Work item = Return each line of the material below exactly. Begin at the first and end on the line with "use qc_metrics_core::model::GroupBy;".

Supplied data =
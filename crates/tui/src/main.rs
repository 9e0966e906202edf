mod fetch;
mod renderer;

use std::path::PathBuf;

use anyhow::{Context, Result, bail};
use clap::Parser;
use qc_metrics_core::config::{ConfigOverrides, DashboardConfig};
use qc_metrics_core::export::Table;
use qc_metrics_core::model::GroupBy;
use qc_metrics_core::panel::{MetricsPanel, PanelStatus, PlotMode};
use qc_metrics_core::parsers::parse_metric_response;
use qc_metrics_core::query::Selection;
use qc_metrics_core::svg::render_svg;
use qc_metrics_protocol::Viewport;
use tracing_subscriber::EnvFilter;

use crate::fetch::Source;

/// Plot QC metrics per site and scan type, in the terminal or as SVG/CSV.
#[derive(Parser, Debug)]
#[command(name = "qc-metrics", version)]
struct Args {
    /// Saved reply of the metric data endpoint. Without it, data is fetched
    /// from the dashboard server.
    #[arg(long, conflicts_with = "server")]
    file: Option<PathBuf>,

    /// Dashboard base URL, e.g. http://dashboard:5000
    #[arg(long)]
    server: Option<String>,

    /// TOML config file.
    #[arg(long)]
    config: Option<PathBuf>,

    #[arg(long)]
    study: Option<String>,

    #[arg(long, default_value = "False")]
    phantom: String,

    /// Site to include; repeat for several.
    #[arg(long = "site")]
    sites: Vec<String>,

    /// Scan type to include; repeat for several.
    #[arg(long = "scan-type")]
    scan_types: Vec<String>,

    #[arg(long)]
    metric_type: Option<String>,

    /// `site` or `site-scan-type`.
    #[arg(long)]
    group_by: Option<GroupBy>,

    /// Standard deviations kept when outliers are removed.
    #[arg(long)]
    threshold: Option<f64>,

    /// Start with outliers removed.
    #[arg(long)]
    no_outliers: bool,

    #[arg(long)]
    dark: bool,

    /// Write the chart as SVG and exit.
    #[arg(long)]
    svg: Option<PathBuf>,

    /// Write the plotted points as CSV and exit.
    #[arg(long)]
    csv: Option<PathBuf>,
}

impl Args {
    fn selection(&self) -> Selection {
        Selection {
            study: self.study.clone(),
            phantom: Some(self.phantom.clone()),
            sites: self.sites.clone(),
            scan_types: self.scan_types.clone(),
            metric_type: self.metric_type.clone(),
            scan_class: None,
        }
    }

    fn overrides(&self) -> ConfigOverrides {
        ConfigOverrides {
            base_url: self.server.clone(),
            group_by: self.group_by,
            outlier_threshold: self.threshold,
            dark: self.dark.then_some(true),
        }
    }

    fn mode(&self) -> PlotMode {
        if self.no_outliers {
            PlotMode::WithoutOutliers
        } else {
            PlotMode::All
        }
    }
}

fn init_tracing() {
    let filter = EnvFilter::try_from_default_env().unwrap_or_else(|_| EnvFilter::new("warn"));
    tracing_subscriber::fmt()
        .with_env_filter(filter)
        .with_writer(std::io::stderr)
        .with_target(false)
        .init();
}

fn main() -> Result<()> {
    init_tracing();
    let args = Args::parse();

    let config = DashboardConfig::load(args.config.as_deref(), &args.overrides())
        .context("failed to load configuration")?;

    let source = match &args.file {
        Some(path) => {
            let data =
                std::fs::read(path).with_context(|| format!("failed to read {}", path.display()))?;
            let records = parse_metric_response(&data)
                .with_context(|| format!("failed to parse {}", path.display()))?;
            tracing::info!(records = records.len(), path = %path.display(), "loaded metric file");
            Source::File(records)
        }
        None => Source::server(config.clone(), args.selection())?,
    };

    let mut panel = MetricsPanel::from_config(&config);
    if !source.load(&mut panel, args.mode()) {
        bail!("incomplete selection: --study, --site, --scan-type and --metric-type are required");
    }

    if args.svg.is_some() || args.csv.is_some() {
        return export(&panel, &config, &args);
    }

    renderer::run(&mut panel, &config, |panel, mode| source.load(panel, mode))
}

fn export(panel: &MetricsPanel, config: &DashboardConfig, args: &Args) -> Result<()> {
    if let PanelStatus::Failed(message) = panel.status() {
        bail!("metric fetch failed: {message}");
    }

    if let Some(path) = &args.svg {
        let (width, height) = (config.chart.width, config.chart.height);
        let commands = panel.render(&Viewport::new(width, height));
        let svg = render_svg(&commands, width, height, config.chart.dark);
        std::fs::write(path, svg).with_context(|| format!("failed to write {}", path.display()))?;
        tracing::info!(path = %path.display(), "wrote SVG");
    }

    if let Some(path) = &args.csv {
        let table = panel
            .chart()
            .map(|chart| Table::from_pivot(chart.pivot()))
            .unwrap_or_default();
        std::fs::write(path, table.to_csv())
            .with_context(|| format!("failed to write {}", path.display()))?;
        tracing::info!(path = %path.display(), rows = table.rows().len(), "wrote CSV");
    }
    Ok(())
}
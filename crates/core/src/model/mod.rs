pub mod group;
pub mod pivot;

pub use group::{GroupBy, GroupKey};
pub use pivot::{PivotResult, Series, SeriesBundle, pivot};
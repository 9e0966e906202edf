use qc_metrics_protocol::{
    Point, PointRef, Rect, RenderCommand, TextAlign, ThemeToken, Viewport,
};

use crate::model::PivotResult;
use crate::navigation::NavTarget;
use crate::views::tooltip::{Tooltip, format_metric_value};

const MARGIN_LEFT: f64 = 56.0;
const MARGIN_RIGHT: f64 = 16.0;
const MARGIN_TOP: f64 = 16.0;
const MARGIN_BOTTOM: f64 = 36.0;
const LEGEND_ROW_HEIGHT: f64 = 18.0;
const LEGEND_SWATCH: f64 = 10.0;
const LEGEND_CHAR_WIDTH: f64 = 6.5;
const FONT_SIZE: f64 = 11.0;
const Y_TICKS: usize = 5;
const Y_PADDING_RATIO: f64 = 0.05;
const MIN_PLOT_SIZE: f64 = 20.0;

#[derive(Debug, Clone, PartialEq)]
pub struct ChartOptions {
    pub point_radius: f64,
    /// Pointer distance within which a point counts as hit.
    pub pick_radius: f64,
    pub x_label: String,
    /// Connect consecutive points of a series.
    pub show_lines: bool,
}

impl Default for ChartOptions {
    fn default() -> Self {
        Self {
            point_radius: 2.5,
            pick_radius: 8.0,
            x_label: "Time".to_string(),
            show_lines: true,
        }
    }
}

/// Line chart of pivoted metric series on a shared index axis.
///
/// Owns the pivot so click and hover handlers resolve points against the
/// same data that was drawn.
#[derive(Debug, Clone)]
pub struct MetricChart {
    pivot: PivotResult,
    options: ChartOptions,
}

/// Geometry shared by rendering and hit-testing.
#[derive(Debug, Clone, Copy)]
struct Layout {
    plot: Rect,
    categories: usize,
    y_min: f64,
    y_max: f64,
}

impl Layout {
    fn compute(pivot: &PivotResult, viewport: &Viewport) -> Option<Self> {
        let categories = pivot.max_len()?;
        if categories == 0 || viewport.is_empty() {
            return None;
        }

        let legend_rows = legend_rows(pivot, viewport.width);
        let plot = Rect::new(
            MARGIN_LEFT,
            MARGIN_TOP,
            viewport.width - MARGIN_LEFT - MARGIN_RIGHT,
            viewport.height - MARGIN_TOP - MARGIN_BOTTOM - legend_rows as f64 * LEGEND_ROW_HEIGHT,
        );
        if plot.w < MIN_PLOT_SIZE || plot.h < MIN_PLOT_SIZE {
            return None;
        }

        let (y_min, y_max) = value_range(pivot);
        Some(Self {
            plot,
            categories,
            y_min,
            y_max,
        })
    }

    fn x_for(&self, index: usize) -> f64 {
        if self.categories <= 1 {
            self.plot.x + self.plot.w / 2.0
        } else {
            self.plot.x + index as f64 * self.plot.w / (self.categories - 1) as f64
        }
    }

    fn y_for(&self, value: f64) -> f64 {
        let t = (value - self.y_min) / (self.y_max - self.y_min);
        self.plot.bottom() - t * self.plot.h
    }
}

fn value_range(pivot: &PivotResult) -> (f64, f64) {
    let mut lo = f64::INFINITY;
    let mut hi = f64::NEG_INFINITY;
    for series in pivot.series() {
        for &v in series.bundle.values.iter().filter(|v| v.is_finite()) {
            lo = lo.min(v);
            hi = hi.max(v);
        }
    }
    if !lo.is_finite() || !hi.is_finite() {
        return (0.0, 1.0);
    }
    if lo == hi {
        return (lo - 1.0, hi + 1.0); // avoid zero range
    }
    let pad = (hi - lo) * Y_PADDING_RATIO;
    (lo - pad, hi + pad)
}

fn legend_entry_width(label: &str) -> f64 {
    LEGEND_SWATCH + 6.0 + label.chars().count() as f64 * LEGEND_CHAR_WIDTH + 16.0
}

fn legend_rows(pivot: &PivotResult, width: f64) -> usize {
    if pivot.is_empty() {
        return 0;
    }
    let usable = (width - MARGIN_LEFT - MARGIN_RIGHT).max(1.0);
    let mut rows = 1;
    let mut x = 0.0;
    for series in pivot.series() {
        let w = legend_entry_width(series.key.as_str());
        if x > 0.0 && x + w > usable {
            rows += 1;
            x = 0.0;
        }
        x += w;
    }
    rows
}

impl MetricChart {
    pub fn new(pivot: PivotResult) -> Self {
        Self::with_options(pivot, ChartOptions::default())
    }

    pub fn with_options(pivot: PivotResult, options: ChartOptions) -> Self {
        Self { pivot, options }
    }

    pub fn pivot(&self) -> &PivotResult {
        &self.pivot
    }

    pub fn options(&self) -> &ChartOptions {
        &self.options
    }

    /// Render the chart. Returns no commands when there is nothing to plot or
    /// the viewport is too small.
    pub fn render(&self, viewport: &Viewport) -> Vec<RenderCommand> {
        let Some(layout) = Layout::compute(&self.pivot, viewport) else {
            return Vec::new();
        };
        let plot = layout.plot;
        let mut commands = Vec::with_capacity(self.pivot.record_count() * 2 + 32);

        commands.push(RenderCommand::BeginGroup {
            id: "metric-chart".to_string(),
            label: None,
        });

        commands.push(RenderCommand::DrawRect {
            rect: plot,
            color: ThemeToken::PlotBackground,
            border_color: Some(ThemeToken::Border),
            label: None,
        });

        // Horizontal gridlines with y tick labels
        for i in 0..Y_TICKS {
            let t = i as f64 / (Y_TICKS - 1) as f64;
            let value = layout.y_min + t * (layout.y_max - layout.y_min);
            let y = layout.y_for(value);
            commands.push(RenderCommand::DrawLine {
                from: Point::new(plot.x, y),
                to: Point::new(plot.right(), y),
                color: ThemeToken::GridLine,
                width: 0.5,
            });
            commands.push(RenderCommand::DrawText {
                position: Point::new(plot.x - 6.0, y + FONT_SIZE / 3.0),
                text: format_metric_value(value),
                color: ThemeToken::TextMuted,
                font_size: FONT_SIZE,
                align: TextAlign::Right,
            });
        }

        // Axes (the category axis carries no tick values)
        commands.push(RenderCommand::DrawLine {
            from: Point::new(plot.x, plot.bottom()),
            to: Point::new(plot.right(), plot.bottom()),
            color: ThemeToken::AxisLine,
            width: 1.0,
        });
        commands.push(RenderCommand::DrawLine {
            from: Point::new(plot.x, plot.y),
            to: Point::new(plot.x, plot.bottom()),
            color: ThemeToken::AxisLine,
            width: 1.0,
        });
        commands.push(RenderCommand::DrawText {
            position: Point::new(plot.right(), plot.bottom() + FONT_SIZE + 8.0),
            text: self.options.x_label.clone(),
            color: ThemeToken::TextSecondary,
            font_size: FONT_SIZE,
            align: TextAlign::Right,
        });

        commands.push(RenderCommand::SetClip { rect: plot });
        for (series_idx, series) in self.pivot.series().iter().enumerate() {
            let color = ThemeToken::series(series_idx);
            commands.push(RenderCommand::BeginGroup {
                id: format!("series-{series_idx}"),
                label: Some(series.key.to_string()),
            });

            let points: Vec<(usize, Point)> = series
                .bundle
                .values
                .iter()
                .enumerate()
                .filter(|(_, v)| v.is_finite())
                .map(|(i, &v)| (i, Point::new(layout.x_for(i), layout.y_for(v))))
                .collect();

            if self.options.show_lines {
                for pair in points.windows(2) {
                    commands.push(RenderCommand::DrawLine {
                        from: pair[0].1,
                        to: pair[1].1,
                        color,
                        width: 1.5,
                    });
                }
            }
            for (index, center) in &points {
                commands.push(RenderCommand::DrawCircle {
                    center: *center,
                    radius: self.options.point_radius,
                    color,
                    point: Some(PointRef::new(series_idx, *index)),
                });
            }

            commands.push(RenderCommand::EndGroup);
        }
        commands.push(RenderCommand::ClearClip);

        self.render_legend(&layout, viewport, &mut commands);

        commands.push(RenderCommand::EndGroup);
        commands
    }

    fn render_legend(&self, layout: &Layout, viewport: &Viewport, out: &mut Vec<RenderCommand>) {
        let usable = viewport.width - MARGIN_LEFT - MARGIN_RIGHT;
        let top = layout.plot.bottom() + MARGIN_BOTTOM - 8.0;
        let mut x = 0.0;
        let mut row = 0usize;

        for (series_idx, series) in self.pivot.series().iter().enumerate() {
            let label = series.key.as_str();
            let w = legend_entry_width(label);
            if x > 0.0 && x + w > usable {
                row += 1;
                x = 0.0;
            }
            let left = MARGIN_LEFT + x;
            let y = top + row as f64 * LEGEND_ROW_HEIGHT;
            out.push(RenderCommand::DrawRect {
                rect: Rect::new(left, y, LEGEND_SWATCH, LEGEND_SWATCH),
                color: ThemeToken::series(series_idx),
                border_color: None,
                label: None,
            });
            out.push(RenderCommand::DrawText {
                position: Point::new(left + LEGEND_SWATCH + 6.0, y + LEGEND_SWATCH),
                text: label.to_string(),
                color: ThemeToken::TextPrimary,
                font_size: FONT_SIZE,
                align: TextAlign::Left,
            });
            x += w;
        }
    }

    /// Position of a data point in viewport coordinates.
    pub fn point_position(&self, viewport: &Viewport, point: PointRef) -> Option<Point> {
        let layout = Layout::compute(&self.pivot, viewport)?;
        let value = self.pivot.value_at(point)?;
        value
            .is_finite()
            .then(|| Point::new(layout.x_for(point.index), layout.y_for(value)))
    }

    /// Nearest data point within the pick radius of `pointer`.
    pub fn hit_test(&self, viewport: &Viewport, pointer: Point) -> Option<PointRef> {
        let layout = Layout::compute(&self.pivot, viewport)?;
        let max_dist_sq = self.options.pick_radius * self.options.pick_radius;

        let mut best: Option<(f64, PointRef)> = None;
        for (series_idx, series) in self.pivot.series().iter().enumerate() {
            for (index, &value) in series.bundle.values.iter().enumerate() {
                if !value.is_finite() {
                    continue;
                }
                let center = Point::new(layout.x_for(index), layout.y_for(value));
                let dist_sq = center.distance_sq(&pointer);
                if dist_sq <= max_dist_sq && best.is_none_or(|(d, _)| dist_sq < d) {
                    best = Some((dist_sq, PointRef::new(series_idx, index)));
                }
            }
        }
        best.map(|(_, p)| p)
    }

    /// Drill-through target of a click: the session behind the clicked point.
    pub fn click(&self, viewport: &Viewport, pointer: Point) -> Option<NavTarget> {
        let point = self.hit_test(viewport, pointer)?;
        self.pivot
            .subject_at(point)
            .map(|id| NavTarget::Session(id.to_string()))
    }

    pub fn tooltip(&self, point: PointRef) -> Option<Tooltip> {
        let name = self.pivot.session_name_at(point)?;
        let value = self.pivot.value_at(point)?;
        Some(Tooltip::new(point, name, value))
    }

    pub fn tooltip_at(&self, viewport: &Viewport, pointer: Point) -> Option<Tooltip> {
        self.tooltip(self.hit_test(viewport, pointer)?)
    }

    /// Highlight ring and tooltip box for a hovered point.
    pub fn render_hover(&self, viewport: &Viewport, point: PointRef) -> Vec<RenderCommand> {
        let (Some(center), Some(tooltip)) =
            (self.point_position(viewport, point), self.tooltip(point))
        else {
            return Vec::new();
        };
        let mut commands = vec![RenderCommand::DrawCircle {
            center,
            radius: self.options.point_radius * 2.0,
            color: ThemeToken::HoverHighlight,
            point: None,
        }];
        commands.extend(tooltip.render(center, viewport));
        commands
    }
}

Reply =
filename crates/tui/src/main.rs
repository 9e0966e906202edf
mod fetch;
mod renderer;

use std::path::PathBuf;

use anyhow::{Context, Result, bail};
use clap::Parser;
use qc_metrics_core::config::{ConfigOverrides, DashboardConfig};
use qc_metrics_core::export::Table;
use qc_metrics_core::model::GroupBy;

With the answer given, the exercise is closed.